Thursday, April 25, 2013

Recycling This Blog With a New Name and Focus

Hello Crohnies and overweight, fluffy or fat friendly friends everywhere!
I've decided that instead of leaving this blog fallow, I will repurpose it  as a blog about my struggles with Crohn's Disease, which I've had for over 13 years now, and my weight and sense of self acceptance.
Currently, I'm not taking anything but Azithioprine (and only a half-dose every other day) as treatment for my Crohns because my previous Dr, Doctor Lord at Virginia Mason, tried to get me into a Glaxo Smith Kline drug trial/study, but was unsuccessful because my heart is too healthy and I am not incapacitated by my weight.
So he's referred me, after 3 grueling months of blood tests, colonoscopies, EKGs and multiple visits to the Virginia Mason Hospital and Clinics located in downtown Seattle (which is really tough to drive in these days, because of traffic revisions and upgrades and other DOT insanity) to the University of Washington Department of Digestive Diseases and Dr Scott Lee, who is supposed to have a different drug trial that I can become a part of, hopefully.
Still, because I couldn't enter the GSK drug trial while on medication, I've been 4 months now without any substantive treatment for this painful gastroenterological disease. Which basically means I've been spending a lot of time in the bathroom for the past several months.

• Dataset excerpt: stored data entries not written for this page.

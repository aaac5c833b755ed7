//! Core Module
//!
//! Configuration, shared server state, the HTTP server lifecycle and
//! background task management.

pub mod config;
pub mod server;
pub mod state;
pub mod tasks;

pub use config::Config;
pub use server::Server;
pub use state::ServerState;
pub use tasks::{BackgroundTasks, TaskKind};
//! Unified error handling
//!
//! Application-level error type and response mapping:
//! - [`AppError`] - application error enum
//! - [`AppResult`] - handler result alias
//!
//! # Error code scheme
//!
//! | Code | Meaning |
//! |-------|------------------------------|
//! | E0000 | Success |
//! | E0002 | Validation failed |
//! | E0003 | Resource not found |
//! | E0004 | Resource conflict |
//! | E0005 | Business rule violation |
//! | E0006 | Invalid request |
//! | E1001 | Transaction aborted |
//! | E2001 | Permission denied |
//! | E3001 | Not authenticated |
//! | E3002 | Invalid token |
//! | E3003 | Token expired |
//! | E9001 | Internal server error |
//! | E9002 | Database error |

use axum::{
    Json,
    http::StatusCode,
    response::{IntoResponse, Response},
};
use shared::ApiResponse;
use tracing::error;

/// Application error enum
#[derive(Debug, thiserror::Error)]
pub enum AppError {
    // ========== Authentication errors (401) ==========
    #[error("Authentication required")]
    Unauthorized,

    #[error("Token expired")]
    TokenExpired,

    #[error("Invalid token")]
    InvalidToken,

    #[error("Permission denied: {0}")]
    Forbidden(String),

    // ========== Business logic errors (4xx) ==========
    #[error("Resource not found: {0}")]
    NotFound(String),

    #[error("Resource already exists: {0}")]
    Conflict(String),

    #[error("Validation failed: {0}")]
    Validation(String),

    #[error("Business rule violation: {0}")]
    BusinessRule(String),

    #[error("Invalid request: {0}")]
    Invalid(String),

    // ========== System errors (5xx) ==========
    #[error("Transaction aborted: {0}")]
    TransactionAborted(String),

    #[error("Database error: {0}")]
    Database(String),

    #[error("Internal server error: {0}")]
    Internal(String),
}

/// Result type for API handlers
pub type AppResult<T> = Result<T, AppError>;

impl IntoResponse for AppError {
    fn into_response(self) -> Response {
        let (status, code, message) = match &self {
            // Authentication errors (401)
            AppError::Unauthorized => (StatusCode::UNAUTHORIZED, "E3001", "Please login first"),
            AppError::TokenExpired => (StatusCode::UNAUTHORIZED, "E3003", "Token expired"),
            AppError::InvalidToken => (StatusCode::UNAUTHORIZED, "E3002", "Invalid token"),

            // Authorization errors (403)
            AppError::Forbidden(msg) => (StatusCode::FORBIDDEN, "E2001", msg.as_str()),

            // Not found (404)
            AppError::NotFound(msg) => (StatusCode::NOT_FOUND, "E0003", msg.as_str()),

            // Conflict (409)
            AppError::Conflict(msg) => (StatusCode::CONFLICT, "E0004", msg.as_str()),

            // Validation (400)
            AppError::Validation(msg) => (StatusCode::BAD_REQUEST, "E0002", msg.as_str()),

            // Business rule (422)
            AppError::BusinessRule(msg) => {
                (StatusCode::UNPROCESSABLE_ENTITY, "E0005", msg.as_str())
            }

            // Invalid request (400)
            AppError::Invalid(msg) => (StatusCode::BAD_REQUEST, "E0006", msg.as_str()),

            // Transaction aborted (409) - safe to retry, nothing was written
            AppError::TransactionAborted(msg) => {
                error!(target: "ledger", error = %msg, "Transaction aborted");
                (
                    StatusCode::CONFLICT,
                    "E1001",
                    "Transaction aborted, please retry",
                )
            }

            // Database errors (500) - details stay in the log
            AppError::Database(msg) => {
                error!(target: "database", error = %msg, "Database error occurred");
                (StatusCode::INTERNAL_SERVER_ERROR, "E9002", "Database error")
            }

            // Internal errors (500) - details stay in the log
            AppError::Internal(msg) => {
                error!(target: "internal", error = %msg, "Internal error occurred");
                (
                    StatusCode::INTERNAL_SERVER_ERROR,
                    "E9001",
                    "Internal server error",
                )
            }
        };

        let body = Json(ApiResponse::<()>::error(code, message));
        (status, body).into_response()
    }
}

// ========== Helper Constructors ==========

impl AppError {
    pub fn not_found(msg: impl Into<String>) -> Self {
        Self::NotFound(msg.into())
    }

    pub fn conflict(msg: impl Into<String>) -> Self {
        Self::Conflict(msg.into())
    }

    pub fn validation(msg: impl Into<String>) -> Self {
        Self::Validation(msg.into())
    }

    pub fn database(msg: impl Into<String>) -> Self {
        Self::Database(msg.into())
    }

    pub fn internal(msg: impl Into<String>) -> Self {
        Self::Internal(msg.into())
    }

    /// Unified message to prevent username enumeration during login
    pub fn invalid_credentials() -> Self {
        Self::Invalid("Invalid username or password".to_string())
    }
}

// ========== Conversions ==========

impl From<crate::db::repository::RepoError> for AppError {
    fn from(err: crate::db::repository::RepoError) -> Self {
        use crate::db::repository::RepoError;
        match err {
            RepoError::NotFound(msg) => AppError::NotFound(msg),
            RepoError::Duplicate(msg) => AppError::Conflict(msg),
            RepoError::Validation(msg) => AppError::Validation(msg),
            RepoError::Database(msg) => AppError::Database(msg),
        }
    }
}

impl From<crate::ledger::LedgerError> for AppError {
    fn from(err: crate::ledger::LedgerError) -> Self {
        use crate::ledger::LedgerError;
        match err {
            LedgerError::NotFound(msg) => AppError::NotFound(msg),
            LedgerError::InvalidQuantity(msg) => AppError::BusinessRule(msg),
            LedgerError::TransactionAborted(msg) => AppError::TransactionAborted(msg),
            LedgerError::IntegrityFault(msg) => AppError::Internal(msg),
            LedgerError::Database(msg) => AppError::Database(msg),
        }
    }
}

// ========== Helper functions ==========

/// Create a successful response
pub fn ok<T: serde::Serialize>(data: T) -> Json<ApiResponse<T>> {
    Json(ApiResponse::ok(data))
}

April has been a tough month in particular, because I haven't been without medication for this long in 13 years, so while the Crohns has spread down to my descending colon and my rectum, it hasn't been that painful since 3 years ago when I had an operation to remove a stricture from the juncture of my colon and small intestine. And the last time I was sick so often was when I was pumping breast milk for Nick after he was born and I kept having to run to the bathroom every time I used the hospital pump they sent home with me.
I honestly think I'd been having Irritable Bowel Disease symptoms for about two years prior, but I just hadn't found a doctor who knew how to diagnose IBD. From what I have heard and read, this is fairly common among the Crohns and Colitis community, and some people spend 5 or more years going from doctor to doctor trying to figure out why they are so sick with stomach/intestinal pain, diarrhea, bleeding and rectal fistulas and fissures (and hemorrhoids). I spent two or three months once in 1998 drinking some kind of stomach coating mixture because I couldn't swallow or eat anything more solid than babyfood and keep it down. Xrays revealed that my entire digestive tract, from my esophagus on down looked like it was wrapped in white cotton batting. I think that was my first true Crohn's flare.
Anyway, I'm still fighting to have a life in between running to the bathroom, and I've paid particular attention to doing the things I need to do for my husband and son, Nick. I also try to keep in contact with friends and relations via Facebook, and I try not to stress about things like the horrible terrorist bombings in Boston on April 15, last week. I try not to watch the news or read too many sad books, and I rely on my hopeful friends to keep me feeling like I can conquer anything, given enough time and determination.
I have been struggling to keep my exercise schedule, going to Thrive, a local gym (WIO closed down last June, which still makes me sad) at least 3-4 times a week. Now that there is a new Spin With Lynn class going, I try to ride the ridiculously uncomfortable stationary bikes Thrive provides, though recently my sore and aching rear end just would not cooperate, and I had to bow out of Sunday's spin class, much to my sorrow. Because Humira and Cimzia, both injectable biological drugs that I was on for Crohns, seemed to react in my body like a steroid (cortical, not anabolic), I gained back all the weight that I lost back in 2009, and now I am back to my heaviest, the weight that I was when I was pregnant with Nick and that I maintained after he was born via c-section. Then when I joined Work it Out in 2006, when Nick was 5 years old, I'd started to lose weight again and gain muscle tone and strength.
But I fight on, determined to not let my size or my IBD get the better of me, or keep me from being mobile and healthy as possible.
I hope that you will share my journey with me. You are welcome to sit down and have a nice cuppa tea and read.